EXTRACTED INFORMATION:
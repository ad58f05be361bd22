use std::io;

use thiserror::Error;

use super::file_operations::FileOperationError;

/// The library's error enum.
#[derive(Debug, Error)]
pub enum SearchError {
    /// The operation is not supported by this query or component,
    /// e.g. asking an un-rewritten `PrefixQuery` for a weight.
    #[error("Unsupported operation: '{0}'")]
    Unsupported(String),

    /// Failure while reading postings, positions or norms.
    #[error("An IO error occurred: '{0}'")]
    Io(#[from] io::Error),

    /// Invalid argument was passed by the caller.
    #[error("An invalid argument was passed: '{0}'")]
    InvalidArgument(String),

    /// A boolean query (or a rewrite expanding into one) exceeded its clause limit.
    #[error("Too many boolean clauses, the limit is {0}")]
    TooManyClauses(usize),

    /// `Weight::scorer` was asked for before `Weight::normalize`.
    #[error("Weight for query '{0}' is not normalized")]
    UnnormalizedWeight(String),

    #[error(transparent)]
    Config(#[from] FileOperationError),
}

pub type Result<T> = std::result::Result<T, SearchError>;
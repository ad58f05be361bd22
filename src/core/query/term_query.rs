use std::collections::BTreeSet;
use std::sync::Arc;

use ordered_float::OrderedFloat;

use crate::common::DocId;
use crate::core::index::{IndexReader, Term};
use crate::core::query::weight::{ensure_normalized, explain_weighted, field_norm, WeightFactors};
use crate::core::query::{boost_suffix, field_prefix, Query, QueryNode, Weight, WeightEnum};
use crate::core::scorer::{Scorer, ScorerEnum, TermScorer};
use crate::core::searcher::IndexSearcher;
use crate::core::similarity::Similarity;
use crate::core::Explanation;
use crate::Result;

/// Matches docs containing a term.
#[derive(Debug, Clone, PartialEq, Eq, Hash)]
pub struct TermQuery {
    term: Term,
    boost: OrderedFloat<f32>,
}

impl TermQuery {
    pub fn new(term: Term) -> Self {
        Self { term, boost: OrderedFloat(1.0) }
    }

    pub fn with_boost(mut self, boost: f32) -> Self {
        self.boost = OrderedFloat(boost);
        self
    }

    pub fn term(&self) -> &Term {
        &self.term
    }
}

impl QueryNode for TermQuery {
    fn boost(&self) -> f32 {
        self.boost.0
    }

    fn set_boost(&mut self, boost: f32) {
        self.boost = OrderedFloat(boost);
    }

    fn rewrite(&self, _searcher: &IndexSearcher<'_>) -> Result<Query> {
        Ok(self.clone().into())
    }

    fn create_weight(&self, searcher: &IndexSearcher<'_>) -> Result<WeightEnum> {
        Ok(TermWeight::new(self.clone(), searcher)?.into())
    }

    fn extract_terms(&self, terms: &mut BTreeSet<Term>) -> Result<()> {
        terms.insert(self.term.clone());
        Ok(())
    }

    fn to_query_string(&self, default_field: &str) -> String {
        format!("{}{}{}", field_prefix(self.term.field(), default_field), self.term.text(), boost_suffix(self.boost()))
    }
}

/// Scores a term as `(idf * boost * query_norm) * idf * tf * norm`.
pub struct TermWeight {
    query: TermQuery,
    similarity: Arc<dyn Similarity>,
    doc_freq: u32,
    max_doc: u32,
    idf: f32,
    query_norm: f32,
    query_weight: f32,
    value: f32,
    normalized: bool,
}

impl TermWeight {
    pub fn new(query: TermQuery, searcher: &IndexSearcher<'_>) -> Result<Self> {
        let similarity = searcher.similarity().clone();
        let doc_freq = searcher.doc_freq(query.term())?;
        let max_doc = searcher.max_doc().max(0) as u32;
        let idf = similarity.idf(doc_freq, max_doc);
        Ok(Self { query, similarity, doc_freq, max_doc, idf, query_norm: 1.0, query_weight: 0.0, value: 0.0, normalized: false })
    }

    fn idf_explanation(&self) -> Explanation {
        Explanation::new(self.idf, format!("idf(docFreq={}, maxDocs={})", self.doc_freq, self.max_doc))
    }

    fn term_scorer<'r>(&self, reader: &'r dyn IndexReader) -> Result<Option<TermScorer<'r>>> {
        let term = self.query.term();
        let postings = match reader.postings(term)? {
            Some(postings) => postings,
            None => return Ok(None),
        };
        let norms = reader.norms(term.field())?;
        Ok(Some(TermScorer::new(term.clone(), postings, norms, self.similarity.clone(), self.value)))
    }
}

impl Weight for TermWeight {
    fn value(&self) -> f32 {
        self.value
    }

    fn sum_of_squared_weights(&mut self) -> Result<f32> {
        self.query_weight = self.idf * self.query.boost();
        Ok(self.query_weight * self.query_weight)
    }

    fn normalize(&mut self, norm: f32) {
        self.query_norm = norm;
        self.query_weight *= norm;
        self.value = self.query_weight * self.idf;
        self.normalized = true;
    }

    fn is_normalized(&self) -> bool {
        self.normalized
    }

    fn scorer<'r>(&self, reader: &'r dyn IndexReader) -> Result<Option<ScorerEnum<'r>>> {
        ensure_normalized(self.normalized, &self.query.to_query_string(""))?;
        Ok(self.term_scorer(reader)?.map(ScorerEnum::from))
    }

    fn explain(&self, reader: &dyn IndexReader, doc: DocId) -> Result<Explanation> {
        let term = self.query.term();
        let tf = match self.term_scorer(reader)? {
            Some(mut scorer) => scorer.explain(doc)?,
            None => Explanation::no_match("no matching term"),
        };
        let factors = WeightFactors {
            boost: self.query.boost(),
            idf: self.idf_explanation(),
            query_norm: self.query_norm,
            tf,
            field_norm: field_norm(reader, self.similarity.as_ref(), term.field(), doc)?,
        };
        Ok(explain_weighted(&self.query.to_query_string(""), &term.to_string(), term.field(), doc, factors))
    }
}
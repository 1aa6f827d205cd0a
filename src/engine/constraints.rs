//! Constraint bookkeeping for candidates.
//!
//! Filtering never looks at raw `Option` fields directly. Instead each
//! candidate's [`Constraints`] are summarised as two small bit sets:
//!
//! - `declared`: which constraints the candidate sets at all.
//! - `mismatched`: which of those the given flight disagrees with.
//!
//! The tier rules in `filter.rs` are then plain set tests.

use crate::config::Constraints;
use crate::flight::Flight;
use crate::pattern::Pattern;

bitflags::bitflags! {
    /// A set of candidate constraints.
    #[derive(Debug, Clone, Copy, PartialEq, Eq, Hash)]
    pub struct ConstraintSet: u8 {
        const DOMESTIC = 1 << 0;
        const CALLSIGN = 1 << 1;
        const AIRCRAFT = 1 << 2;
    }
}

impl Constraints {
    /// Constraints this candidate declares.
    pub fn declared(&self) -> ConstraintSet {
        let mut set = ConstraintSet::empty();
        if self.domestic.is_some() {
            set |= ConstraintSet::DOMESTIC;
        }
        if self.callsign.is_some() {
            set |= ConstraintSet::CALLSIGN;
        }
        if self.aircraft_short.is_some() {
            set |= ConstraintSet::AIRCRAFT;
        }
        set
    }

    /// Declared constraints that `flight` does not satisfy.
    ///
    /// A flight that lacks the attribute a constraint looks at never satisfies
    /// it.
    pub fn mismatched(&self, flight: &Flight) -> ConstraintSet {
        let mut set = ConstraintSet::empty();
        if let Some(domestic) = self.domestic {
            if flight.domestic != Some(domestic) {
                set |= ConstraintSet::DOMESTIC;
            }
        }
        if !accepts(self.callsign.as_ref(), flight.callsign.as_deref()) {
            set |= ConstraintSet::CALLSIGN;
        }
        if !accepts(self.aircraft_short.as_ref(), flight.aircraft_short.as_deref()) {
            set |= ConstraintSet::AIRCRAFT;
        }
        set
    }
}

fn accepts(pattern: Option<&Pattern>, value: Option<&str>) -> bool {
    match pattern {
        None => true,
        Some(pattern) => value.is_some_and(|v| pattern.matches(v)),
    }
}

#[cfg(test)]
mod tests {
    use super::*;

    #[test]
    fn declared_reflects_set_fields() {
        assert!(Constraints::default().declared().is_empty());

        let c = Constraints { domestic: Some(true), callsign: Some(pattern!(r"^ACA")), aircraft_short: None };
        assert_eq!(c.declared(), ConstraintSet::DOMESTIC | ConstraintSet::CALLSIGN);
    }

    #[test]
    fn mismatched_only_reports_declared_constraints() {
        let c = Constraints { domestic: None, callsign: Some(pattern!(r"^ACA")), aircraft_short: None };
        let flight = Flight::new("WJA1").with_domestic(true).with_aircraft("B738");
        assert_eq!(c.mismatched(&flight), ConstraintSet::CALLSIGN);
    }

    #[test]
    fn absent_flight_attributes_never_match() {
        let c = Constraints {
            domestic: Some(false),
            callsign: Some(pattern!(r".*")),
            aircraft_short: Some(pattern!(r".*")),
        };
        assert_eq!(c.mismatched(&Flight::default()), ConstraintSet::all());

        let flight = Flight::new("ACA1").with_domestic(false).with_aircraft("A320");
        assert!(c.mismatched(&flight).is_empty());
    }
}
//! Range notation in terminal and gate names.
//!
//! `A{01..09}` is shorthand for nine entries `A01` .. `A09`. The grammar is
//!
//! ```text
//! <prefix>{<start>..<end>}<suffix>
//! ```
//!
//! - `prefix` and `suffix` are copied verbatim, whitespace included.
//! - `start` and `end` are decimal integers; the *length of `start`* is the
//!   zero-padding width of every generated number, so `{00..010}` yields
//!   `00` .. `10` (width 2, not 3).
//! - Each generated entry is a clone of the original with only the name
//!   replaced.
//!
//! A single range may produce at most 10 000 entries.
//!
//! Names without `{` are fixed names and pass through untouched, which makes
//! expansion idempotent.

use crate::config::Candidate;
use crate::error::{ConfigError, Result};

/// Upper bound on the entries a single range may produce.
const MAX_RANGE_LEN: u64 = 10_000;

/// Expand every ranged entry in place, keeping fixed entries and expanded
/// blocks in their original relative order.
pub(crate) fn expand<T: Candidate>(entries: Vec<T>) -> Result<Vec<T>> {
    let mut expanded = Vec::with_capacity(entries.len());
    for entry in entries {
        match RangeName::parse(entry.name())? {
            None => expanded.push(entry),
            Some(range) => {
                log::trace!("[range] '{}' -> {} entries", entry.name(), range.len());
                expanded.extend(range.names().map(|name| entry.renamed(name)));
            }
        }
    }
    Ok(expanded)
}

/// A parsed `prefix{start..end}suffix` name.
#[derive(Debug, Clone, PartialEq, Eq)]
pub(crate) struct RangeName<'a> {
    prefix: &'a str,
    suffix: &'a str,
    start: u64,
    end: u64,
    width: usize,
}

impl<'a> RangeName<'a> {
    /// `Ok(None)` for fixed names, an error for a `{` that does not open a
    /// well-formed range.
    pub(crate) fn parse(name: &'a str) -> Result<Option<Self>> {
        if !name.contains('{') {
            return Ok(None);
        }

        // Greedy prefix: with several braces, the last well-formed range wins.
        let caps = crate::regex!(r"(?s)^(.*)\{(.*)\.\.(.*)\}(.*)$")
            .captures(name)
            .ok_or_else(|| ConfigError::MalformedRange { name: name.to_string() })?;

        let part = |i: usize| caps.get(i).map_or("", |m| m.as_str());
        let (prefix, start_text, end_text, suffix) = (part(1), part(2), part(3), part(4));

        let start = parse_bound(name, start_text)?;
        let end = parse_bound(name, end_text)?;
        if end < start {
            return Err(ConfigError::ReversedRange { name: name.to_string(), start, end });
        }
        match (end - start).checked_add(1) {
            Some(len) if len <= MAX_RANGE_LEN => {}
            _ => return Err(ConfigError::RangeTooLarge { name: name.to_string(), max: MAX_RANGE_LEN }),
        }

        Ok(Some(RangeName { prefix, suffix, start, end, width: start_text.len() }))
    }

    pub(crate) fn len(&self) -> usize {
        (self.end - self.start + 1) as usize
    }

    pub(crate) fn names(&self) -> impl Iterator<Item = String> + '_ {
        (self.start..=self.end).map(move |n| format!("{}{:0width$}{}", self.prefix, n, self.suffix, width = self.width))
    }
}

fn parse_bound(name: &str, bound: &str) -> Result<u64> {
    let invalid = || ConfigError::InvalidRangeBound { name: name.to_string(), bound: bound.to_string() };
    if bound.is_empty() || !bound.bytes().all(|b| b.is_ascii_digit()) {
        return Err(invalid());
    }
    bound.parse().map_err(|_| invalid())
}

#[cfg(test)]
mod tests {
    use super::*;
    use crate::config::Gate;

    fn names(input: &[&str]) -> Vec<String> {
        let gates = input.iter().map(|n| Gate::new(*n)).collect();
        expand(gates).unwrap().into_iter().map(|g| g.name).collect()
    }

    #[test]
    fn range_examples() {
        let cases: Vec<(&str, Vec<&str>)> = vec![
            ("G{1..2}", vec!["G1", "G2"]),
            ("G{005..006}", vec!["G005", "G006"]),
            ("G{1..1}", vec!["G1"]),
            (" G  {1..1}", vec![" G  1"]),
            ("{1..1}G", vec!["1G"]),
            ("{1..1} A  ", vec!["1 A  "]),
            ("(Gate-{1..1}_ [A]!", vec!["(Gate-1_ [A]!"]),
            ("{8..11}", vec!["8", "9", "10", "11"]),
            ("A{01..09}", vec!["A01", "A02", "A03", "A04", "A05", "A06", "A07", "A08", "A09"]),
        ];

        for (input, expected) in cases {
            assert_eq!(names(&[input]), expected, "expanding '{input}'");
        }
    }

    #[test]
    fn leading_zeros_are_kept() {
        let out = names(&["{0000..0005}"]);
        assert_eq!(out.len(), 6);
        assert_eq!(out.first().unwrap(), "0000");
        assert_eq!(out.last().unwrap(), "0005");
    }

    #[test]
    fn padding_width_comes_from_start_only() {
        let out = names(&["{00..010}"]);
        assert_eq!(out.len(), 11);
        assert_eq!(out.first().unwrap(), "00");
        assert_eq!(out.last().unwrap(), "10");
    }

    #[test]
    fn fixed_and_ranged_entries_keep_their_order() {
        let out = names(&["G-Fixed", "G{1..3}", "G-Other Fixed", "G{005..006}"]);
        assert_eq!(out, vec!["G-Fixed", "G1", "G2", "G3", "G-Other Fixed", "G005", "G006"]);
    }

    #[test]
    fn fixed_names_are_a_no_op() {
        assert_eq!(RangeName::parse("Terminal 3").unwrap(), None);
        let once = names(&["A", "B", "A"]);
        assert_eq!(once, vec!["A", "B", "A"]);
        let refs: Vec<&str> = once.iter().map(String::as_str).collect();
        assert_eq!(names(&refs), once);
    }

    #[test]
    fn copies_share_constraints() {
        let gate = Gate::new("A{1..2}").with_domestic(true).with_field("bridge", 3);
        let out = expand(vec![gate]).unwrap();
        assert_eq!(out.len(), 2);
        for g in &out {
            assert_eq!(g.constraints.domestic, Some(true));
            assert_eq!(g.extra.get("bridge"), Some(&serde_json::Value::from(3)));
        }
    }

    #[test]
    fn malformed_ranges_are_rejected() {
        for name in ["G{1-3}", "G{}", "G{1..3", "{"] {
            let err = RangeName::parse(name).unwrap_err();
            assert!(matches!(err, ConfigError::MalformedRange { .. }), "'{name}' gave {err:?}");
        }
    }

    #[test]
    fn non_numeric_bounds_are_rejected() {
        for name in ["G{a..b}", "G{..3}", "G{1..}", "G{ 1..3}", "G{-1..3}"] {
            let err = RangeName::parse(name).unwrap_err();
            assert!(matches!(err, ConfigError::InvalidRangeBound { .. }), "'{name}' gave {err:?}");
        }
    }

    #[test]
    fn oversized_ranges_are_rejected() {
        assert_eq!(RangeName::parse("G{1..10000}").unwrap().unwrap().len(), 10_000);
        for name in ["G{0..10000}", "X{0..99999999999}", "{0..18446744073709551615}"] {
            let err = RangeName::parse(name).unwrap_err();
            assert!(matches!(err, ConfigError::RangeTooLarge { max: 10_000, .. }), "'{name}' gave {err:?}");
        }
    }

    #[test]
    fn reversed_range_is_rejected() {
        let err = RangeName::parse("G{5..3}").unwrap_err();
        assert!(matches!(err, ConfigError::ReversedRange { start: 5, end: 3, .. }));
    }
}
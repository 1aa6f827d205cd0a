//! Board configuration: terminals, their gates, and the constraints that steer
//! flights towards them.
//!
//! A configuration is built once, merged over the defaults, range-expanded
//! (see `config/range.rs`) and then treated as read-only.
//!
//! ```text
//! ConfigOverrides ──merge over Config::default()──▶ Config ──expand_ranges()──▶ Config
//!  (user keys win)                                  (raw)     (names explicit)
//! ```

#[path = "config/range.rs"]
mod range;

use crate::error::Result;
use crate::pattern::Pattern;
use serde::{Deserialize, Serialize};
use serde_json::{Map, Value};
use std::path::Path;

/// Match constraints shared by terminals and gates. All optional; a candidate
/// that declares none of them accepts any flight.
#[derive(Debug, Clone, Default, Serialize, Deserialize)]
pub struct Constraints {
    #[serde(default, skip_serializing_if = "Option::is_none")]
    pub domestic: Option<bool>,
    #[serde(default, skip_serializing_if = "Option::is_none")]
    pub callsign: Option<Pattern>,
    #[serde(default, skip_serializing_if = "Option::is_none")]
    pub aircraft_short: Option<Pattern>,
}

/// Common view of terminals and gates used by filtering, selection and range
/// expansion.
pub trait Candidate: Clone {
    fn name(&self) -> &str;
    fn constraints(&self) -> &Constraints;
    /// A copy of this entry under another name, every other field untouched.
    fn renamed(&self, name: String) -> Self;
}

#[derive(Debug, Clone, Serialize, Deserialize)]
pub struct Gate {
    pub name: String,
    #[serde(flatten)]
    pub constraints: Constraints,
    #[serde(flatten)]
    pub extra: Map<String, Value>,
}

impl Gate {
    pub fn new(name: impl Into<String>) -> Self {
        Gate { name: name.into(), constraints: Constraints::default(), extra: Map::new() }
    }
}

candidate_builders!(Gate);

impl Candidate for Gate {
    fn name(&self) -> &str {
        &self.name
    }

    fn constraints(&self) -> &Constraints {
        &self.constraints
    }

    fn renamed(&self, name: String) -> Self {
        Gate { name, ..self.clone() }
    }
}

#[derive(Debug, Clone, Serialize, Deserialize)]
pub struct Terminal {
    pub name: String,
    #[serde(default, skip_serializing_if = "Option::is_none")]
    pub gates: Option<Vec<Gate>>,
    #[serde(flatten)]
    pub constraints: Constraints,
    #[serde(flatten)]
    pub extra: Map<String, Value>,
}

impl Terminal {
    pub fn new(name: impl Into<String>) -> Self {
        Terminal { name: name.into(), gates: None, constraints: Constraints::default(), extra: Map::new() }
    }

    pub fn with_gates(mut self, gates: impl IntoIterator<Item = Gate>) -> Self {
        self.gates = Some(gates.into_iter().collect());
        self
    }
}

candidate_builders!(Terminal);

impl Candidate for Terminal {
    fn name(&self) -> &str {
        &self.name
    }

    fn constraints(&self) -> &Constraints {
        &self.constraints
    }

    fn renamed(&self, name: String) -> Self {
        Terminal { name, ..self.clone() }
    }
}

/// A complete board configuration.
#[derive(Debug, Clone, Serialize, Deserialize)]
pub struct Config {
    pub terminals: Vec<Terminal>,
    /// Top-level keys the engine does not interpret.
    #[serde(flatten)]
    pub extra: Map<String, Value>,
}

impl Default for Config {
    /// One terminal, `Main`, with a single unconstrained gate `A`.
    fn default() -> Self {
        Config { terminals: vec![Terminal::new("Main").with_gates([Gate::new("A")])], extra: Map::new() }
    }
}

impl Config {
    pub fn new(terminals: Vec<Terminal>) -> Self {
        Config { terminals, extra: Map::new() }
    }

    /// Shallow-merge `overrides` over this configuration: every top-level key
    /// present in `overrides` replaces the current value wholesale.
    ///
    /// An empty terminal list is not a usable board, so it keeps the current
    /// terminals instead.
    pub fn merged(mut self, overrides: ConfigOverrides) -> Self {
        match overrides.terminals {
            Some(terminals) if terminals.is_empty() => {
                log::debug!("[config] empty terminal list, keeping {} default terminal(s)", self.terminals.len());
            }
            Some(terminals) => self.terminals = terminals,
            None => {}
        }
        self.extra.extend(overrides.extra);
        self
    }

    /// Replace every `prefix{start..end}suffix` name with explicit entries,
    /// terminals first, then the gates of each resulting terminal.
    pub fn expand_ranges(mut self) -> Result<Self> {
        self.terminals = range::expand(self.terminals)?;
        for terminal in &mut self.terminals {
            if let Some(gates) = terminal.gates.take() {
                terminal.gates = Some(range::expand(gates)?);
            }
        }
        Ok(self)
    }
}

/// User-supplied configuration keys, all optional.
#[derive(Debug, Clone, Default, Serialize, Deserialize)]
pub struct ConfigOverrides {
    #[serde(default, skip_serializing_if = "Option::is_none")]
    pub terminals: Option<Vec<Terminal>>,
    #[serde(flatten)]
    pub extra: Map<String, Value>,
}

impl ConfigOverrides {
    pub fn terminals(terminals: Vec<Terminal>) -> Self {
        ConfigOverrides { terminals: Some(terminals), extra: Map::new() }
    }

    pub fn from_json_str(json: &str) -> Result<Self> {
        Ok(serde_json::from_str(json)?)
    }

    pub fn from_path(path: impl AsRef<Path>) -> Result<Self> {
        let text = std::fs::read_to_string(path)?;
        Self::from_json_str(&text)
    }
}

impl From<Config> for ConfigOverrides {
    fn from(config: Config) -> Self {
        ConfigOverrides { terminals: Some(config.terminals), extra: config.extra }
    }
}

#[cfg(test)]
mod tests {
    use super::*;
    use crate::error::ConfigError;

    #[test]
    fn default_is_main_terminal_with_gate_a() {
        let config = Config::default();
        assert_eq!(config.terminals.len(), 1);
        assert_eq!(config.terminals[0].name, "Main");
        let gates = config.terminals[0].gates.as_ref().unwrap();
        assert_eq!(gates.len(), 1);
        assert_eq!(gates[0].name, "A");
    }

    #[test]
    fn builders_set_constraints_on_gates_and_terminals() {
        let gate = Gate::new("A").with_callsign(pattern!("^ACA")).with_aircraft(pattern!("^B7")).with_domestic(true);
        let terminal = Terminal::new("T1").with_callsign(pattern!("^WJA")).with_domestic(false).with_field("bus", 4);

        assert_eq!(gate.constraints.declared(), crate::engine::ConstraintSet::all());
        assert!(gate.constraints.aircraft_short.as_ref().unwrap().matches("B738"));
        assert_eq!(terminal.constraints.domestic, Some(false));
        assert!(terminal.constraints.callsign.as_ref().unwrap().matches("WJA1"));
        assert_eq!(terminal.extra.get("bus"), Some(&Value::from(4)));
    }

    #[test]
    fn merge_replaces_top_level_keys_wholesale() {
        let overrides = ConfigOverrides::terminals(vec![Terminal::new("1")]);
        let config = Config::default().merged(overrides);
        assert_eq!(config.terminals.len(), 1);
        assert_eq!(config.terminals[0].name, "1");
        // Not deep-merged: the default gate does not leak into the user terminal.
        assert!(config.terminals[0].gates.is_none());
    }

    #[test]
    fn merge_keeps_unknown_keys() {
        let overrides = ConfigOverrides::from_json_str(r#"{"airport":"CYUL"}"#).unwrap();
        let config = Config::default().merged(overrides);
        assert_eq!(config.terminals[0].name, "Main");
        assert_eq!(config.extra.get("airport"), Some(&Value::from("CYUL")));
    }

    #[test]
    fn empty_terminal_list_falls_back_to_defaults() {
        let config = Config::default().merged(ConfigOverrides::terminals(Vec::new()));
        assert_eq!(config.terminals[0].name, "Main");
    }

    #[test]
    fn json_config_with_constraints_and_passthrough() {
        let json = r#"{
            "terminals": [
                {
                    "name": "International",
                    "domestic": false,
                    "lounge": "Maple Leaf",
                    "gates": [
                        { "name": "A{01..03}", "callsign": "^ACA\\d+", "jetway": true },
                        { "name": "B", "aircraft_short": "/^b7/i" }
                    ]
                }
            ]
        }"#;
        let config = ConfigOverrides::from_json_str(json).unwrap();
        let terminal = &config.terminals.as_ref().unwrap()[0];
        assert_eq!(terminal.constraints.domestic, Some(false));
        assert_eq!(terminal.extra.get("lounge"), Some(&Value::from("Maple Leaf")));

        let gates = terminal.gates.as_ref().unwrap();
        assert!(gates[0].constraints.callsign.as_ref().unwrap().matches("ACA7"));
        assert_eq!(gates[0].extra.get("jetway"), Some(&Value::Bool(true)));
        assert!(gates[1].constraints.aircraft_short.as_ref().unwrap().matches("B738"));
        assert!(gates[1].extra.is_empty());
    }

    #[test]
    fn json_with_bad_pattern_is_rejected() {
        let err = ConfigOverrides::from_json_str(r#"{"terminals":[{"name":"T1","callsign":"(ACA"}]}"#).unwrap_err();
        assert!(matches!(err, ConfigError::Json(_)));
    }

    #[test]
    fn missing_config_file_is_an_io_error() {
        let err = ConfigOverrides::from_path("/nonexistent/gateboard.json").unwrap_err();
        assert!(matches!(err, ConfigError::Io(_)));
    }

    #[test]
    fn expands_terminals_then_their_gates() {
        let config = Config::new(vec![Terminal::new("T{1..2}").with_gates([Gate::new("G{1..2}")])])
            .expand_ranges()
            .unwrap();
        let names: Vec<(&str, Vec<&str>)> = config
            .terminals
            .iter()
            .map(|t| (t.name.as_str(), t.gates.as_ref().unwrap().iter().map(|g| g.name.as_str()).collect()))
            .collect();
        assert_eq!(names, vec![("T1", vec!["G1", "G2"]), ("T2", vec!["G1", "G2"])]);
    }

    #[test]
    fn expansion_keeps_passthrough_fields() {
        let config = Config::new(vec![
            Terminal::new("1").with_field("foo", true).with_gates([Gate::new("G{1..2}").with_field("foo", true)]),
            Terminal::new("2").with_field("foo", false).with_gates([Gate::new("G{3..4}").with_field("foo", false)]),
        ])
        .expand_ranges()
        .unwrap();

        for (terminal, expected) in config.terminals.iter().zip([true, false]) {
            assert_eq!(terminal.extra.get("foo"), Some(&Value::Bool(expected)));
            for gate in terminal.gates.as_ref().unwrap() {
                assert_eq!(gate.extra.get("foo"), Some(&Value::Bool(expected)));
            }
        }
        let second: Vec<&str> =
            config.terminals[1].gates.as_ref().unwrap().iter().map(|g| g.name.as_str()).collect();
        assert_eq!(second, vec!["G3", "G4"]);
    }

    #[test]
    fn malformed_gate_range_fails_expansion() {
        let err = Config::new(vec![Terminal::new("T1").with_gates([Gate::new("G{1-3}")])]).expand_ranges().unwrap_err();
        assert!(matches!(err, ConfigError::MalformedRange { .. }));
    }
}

ACTIVITY: Across all the records above, count the lines that contain "current" and reply with only the number.

TASK RESULT: 2